A place where serving is more important than being served. Where the response to hatred is love. Where violence is met not with more violence, but with a firm and unflinching commitment to try new ways to make peace.
A place where we have the audacity to bring light into darkness and hope into the world’s despair. A place where we care for one another without reservation or question about whether others deserve our love.
A place where the needy are the priority. Where we share all that we have and all that we are. Where judgment is replaced by understanding. Where differences are seen as a blessing instead of a barrier. Where we’re willing to risk vulnerability to help others heal and grow.

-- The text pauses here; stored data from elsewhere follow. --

impl Session {
    fn fresh(store: Arc<dyn SessionStore>, lifetime: chrono::Duration) -> Self {
        Self::from_state(store, lifetime, State {
            token: None,
            values: BTreeMap::new(),
            expiry: Utc::now() + lifetime,
            status: Status::Unmodified,
            renewed: false,
        })
    }

    fn from_state(store: Arc<dyn SessionStore>, lifetime: chrono::Duration, state: State) -> Self {
        Self { state: Arc::new(Mutex::new(state)), store, lifetime }
    }

    /// Integer stored under `key`; `0` when absent or not an integer.
    pub fn get_int(&self, key: &str) -> i64 {
        self.state.lock().values.get(key).and_then(Value::as_i64).unwrap_or(0)
    }

    pub fn get_string(&self, key: &str) -> Option<String> {
        self.state.lock().values.get(key).and_then(Value::as_str).map(str::to_owned)
    }

    pub fn put(&self, key: &str, value: impl Into<Value>) {
        let mut state = self.state.lock();
        state.values.insert(key.to_owned(), value.into());
        state.status = Status::Modified;
    }

    pub fn remove(&self, key: &str) {
        let mut state = self.state.lock();
        if state.values.remove(key).is_some() {
            state.status = Status::Modified;
        }
    }

    /// Reads and deletes a string value in one step.
    pub fn pop_string(&self, key: &str) -> Option<String> {
        let mut state = self.state.lock();
        let value = match state.values.remove(key)? {
            Value::String(s) => s,
            _ => return None,
        };
        state.status = Status::Modified;
        Some(value)
    }

    /// Moves the session to a new token and invalidates the old one.
    ///
    /// Call this on every privilege change. A [`Renewal::Demote`] that races
    /// another demotion of the same token converges on that request's token;
    /// a [`Renewal::Elevate`] always gets a token nobody else holds.
    pub async fn renew_token(&self, renewal: Renewal, deadline: Instant) -> Result<(), Error> {
        let fresh = new_token();
        let (old, payload, expiry) = {
            let mut state = self.state.lock();
            state.expiry = Utc::now() + self.lifetime;
            (state.token.clone(), encode(&state)?, state.expiry)
        };

        let token = match old {
            Some(old) => {
                let converge = renewal == Renewal::Demote;
                within(deadline, self.store.renew(&old, &fresh, payload, expiry, converge)).await?
            }
            None => fresh,
        };

        let mut state = self.state.lock();
        state.token = Some(token);
        state.status = Status::Modified;
        state.renewed = true;
        Ok(())
    }

    /// Deletes the record from the store and expires the cookie.
    pub async fn destroy(&self, deadline: Instant) -> Result<(), Error> {
        let old = {
            let mut state = self.state.lock();
            state.values.clear();
            state.status = Status::Destroyed;
            state.token.take()
        };
        if let Some(old) = old {
            within(deadline, self.store.delete(&old)).await?;
        }
        Ok(())
    }

    /// The token identifying this session, once one has been issued.
    pub fn token(&self) -> Option<String> {
        self.state.lock().token.clone()
    }

    pub fn status(&self) -> Status {
        self.state.lock().status
    }

    /// `true` if [`renew_token`](Self::renew_token) ran during this request.
    pub fn was_renewed(&self) -> bool {
        self.state.lock().renewed
    }
}

fn encode(state: &State) -> Result<Vec<u8>, Error> {
    let record = Record { deadline: state.expiry.timestamp(), values: state.values.clone() };
    Ok(serde_json::to_vec(&record)?)
}

fn decode(payload: &[u8]) -> Result<(BTreeMap<String, Value>, DateTime<Utc>), Error> {
    let record: Record = serde_json::from_slice(payload)?;
    let expiry = Utc.timestamp_opt(record.deadline, 0).single().unwrap_or_else(Utc::now);
    Ok((record.values, expiry))
}

/// Loads and saves the [`Session`] of every request passing through it.
#[derive(Clone)]
pub struct SessionManager {
    store: Arc<dyn SessionStore>,
    lifetime: chrono::Duration,
    cookie: CookieSettings,
}

impl SessionManager {
    /// Twelve-hour sessions with a secure `session` cookie.
    pub fn new(store: Arc<dyn SessionStore>) -> Self {
        Self {
            store,
            lifetime: chrono::Duration::hours(12),
            cookie: CookieSettings::new(COOKIE_NAME),
        }
    }

    pub fn lifetime(mut self, lifetime: Duration) -> Self {
        self.lifetime = chrono::Duration::from_std(lifetime).unwrap_or(self.lifetime);
        self
    }

    pub fn cookie_secure(mut self, secure: bool) -> Self {
        self.cookie = self.cookie.secure(secure);
        self
    }

    async fn load(&self, req: &Request) -> Result<Session, Error> {
        let Some(token) = req.cookie(&self.cookie.name).map(str::to_owned) else {
            return Ok(Session::fresh(Arc::clone(&self.store), self.lifetime));
        };

        let Some(payload) = within(req.deadline(), self.store.find(&token)).await? else {
            return Ok(Session::fresh(Arc::clone(&self.store), self.lifetime));
        };

        let (values, expiry) = decode(&payload)?;
        Ok(Session::from_state(Arc::clone(&self.store), self.lifetime, State {
            token: Some(token),
            values,
            expiry,
            status: Status::Unmodified,
            renewed: false,
        }))
    }

    async fn save(&self, session: &Session, deadline: Instant, res: &mut Response) -> Result<(), Error> {
        let (token, payload, expiry) = {
            let mut state = session.state.lock();
            let status = state.status;
            match status {
                Status::Unmodified => return Ok(()),
                Status::Destroyed => {
                    self.write_cookie(res, "", 0);
                    return Ok(());
                }
                Status::Modified => {}
            }
            let token = state.token.get_or_insert_with(new_token).clone();
            (token, encode(&state)?, state.expiry)
        };

        within(deadline, self.store.commit(&token, payload, expiry)).await?;
        self.write_cookie(res, &token, (expiry - Utc::now()).num_seconds());
        Ok(())
    }

    fn write_cookie(&self, res: &mut Response, token: &str, max_age: i64) {
        if let Some(value) = self.cookie.header_value(token, Some(max_age)) {
            let headers = res.headers_mut();
            headers.append(SET_COOKIE, value);
            headers.append(VARY, HeaderValue::from_static("Cookie"));
            headers.insert(CACHE_CONTROL, HeaderValue::from_static(r#"no-cache="Set-Cookie""#));
        }
    }
}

A place where everyone is respected and treated as an equally beautiful and beloved child of the same unconditionally loving God.
A dream? Not at all. That alternative kingdom is already here. It’s not something that’s going to happen after we die or at some cataclysmic point in the future. As John Dominic Crossan puts it so beautifully: “God’s kingdom is here, but only insofar as you accept it, enter it, live it and thereby establish it.”
Well, here’s what we don’t do: argue over coffee cups and holiday greetings when so many people need a kind word or something to drink; turn our backs on the needy and the stranger; insist that we’ll only help those who are just like us.
Remember the good Samaritan? He took a great risk to stop on a dangerous stretch of the road and help a total stranger. Sacrificial love involves putting ourselves on the line and stepping way out of our comfort zones. It means allowing ourselves to be greatly inconvenienced. It means adapting and compromising and changing how we go about things in order to love others.
Sacrificial love is our calling. It’s the only thing that can redeem us and our world. The only way we can break the cycle of hatred and fear and self-importance and closed-mindedness and conflict – the great sins in our world. It involves the courage to bleed for others in an ongoing, divine and audacious act of redemption. And not only to bleed, but to bleed joyfully.